▸ Your objective
From the material beneath, pull every line with the word "AssignmentWorkflow".
=== Section Start ===
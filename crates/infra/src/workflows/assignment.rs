use chrono::Utc;
use tracing::instrument;

use quartermaster_assignments::{Assignment, NewAssignment};
use quartermaster_audit::{AuditAction, AuditEvent, AuditSink};
use quartermaster_auth::{AccessPolicy, CallerContext, ReadScope, WriteAction};
use quartermaster_core::{AssignmentId, ConflictKind, DomainError, DomainResult, Entity};

use crate::directory::StoreUserDirectory;
use crate::ledger_store::{AssignmentFilter, LedgerStore};

use super::{audit_payload, emit_audit};

/// Assignment lifecycle: hand an asset to personnel, take it back.
pub struct AssignmentWorkflow<S, A> {
    store: S,
    policy: AccessPolicy<StoreUserDirectory<S>>,
    audit: A,
}

impl<S, A> AssignmentWorkflow<S, A>
where
    S: LedgerStore + Clone,
    A: AuditSink,
{
    pub fn new(store: S, audit: A) -> Self {
        let policy = AccessPolicy::new(StoreUserDirectory::new(store.clone()));
        Self {
            store,
            policy,
            audit,
        }
    }

    /// Assign an available asset. The caller is authorized against the
    /// asset's current base; the availability flip happens atomically in the
    /// store.
    #[instrument(skip_all, fields(actor = %caller.user_id, asset_id = %input.asset), err)]
    pub async fn create(
        &self,
        caller: &CallerContext,
        input: NewAssignment,
    ) -> DomainResult<Assignment> {
        let asset = self
            .store
            .asset(input.asset)
            .await?
            .ok_or(DomainError::NotFound(Entity::Asset))?;
        self.policy
            .authorize_write(caller, WriteAction::CreateAssignment, asset.current_base)
            .await?;

        let assignment = Assignment::create(input, asset.current_base, caller.user_id);
        let assignment = self.store.create_assignment(assignment).await?;

        emit_audit(
            &self.audit,
            AuditEvent::new(
                caller.user_id,
                AuditAction::CreateAssignment,
                assignment.id,
                audit_payload(&assignment),
            )
            .with_origin(caller.origin),
        );
        Ok(assignment)
    }

    /// Close an active assignment, releasing the asset where it currently
    /// sits. The return date is today's date; a missing assignment answers
    /// the same as an already-returned one.
    #[instrument(skip_all, fields(actor = %caller.user_id, assignment_id = %id), err)]
    pub async fn return_asset(
        &self,
        caller: &CallerContext,
        id: AssignmentId,
    ) -> DomainResult<Assignment> {
        let existing = self
            .store
            .assignment(id)
            .await?
            .ok_or(DomainError::Conflict(
                ConflictKind::AssignmentAlreadyReturned,
            ))?;
        let asset = self
            .store
            .asset(existing.asset)
            .await?
            .ok_or_else(|| DomainError::persistence("asset row missing for assignment"))?;
        self.policy
            .authorize_write(caller, WriteAction::ReturnAssignment, asset.current_base)
            .await?;

        let assignment = self
            .store
            .return_assignment(id, Utc::now().date_naive())
            .await?;

        emit_audit(
            &self.audit,
            AuditEvent::new(
                caller.user_id,
                AuditAction::ReturnAsset,
                assignment.id,
                audit_payload(&assignment),
            )
            .with_origin(caller.origin),
        );
        Ok(assignment)
    }

    /// List assignments; scoping follows the asset's current base.
    pub async fn list(
        &self,
        caller: &CallerContext,
        mut filter: AssignmentFilter,
    ) -> DomainResult<Vec<Assignment>> {
        let scope = ReadScope::resolve(caller, filter.base);
        if scope.is_empty() {
            return Ok(Vec::new());
        }
        filter.base = scope.base_filter();
        Ok(self.store.assignments(filter).await?)
    }
}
=== Section End ===
▸ Task solution
pub struct AssignmentWorkflow<S, A> {
impl<S, A> AssignmentWorkflow<S, A>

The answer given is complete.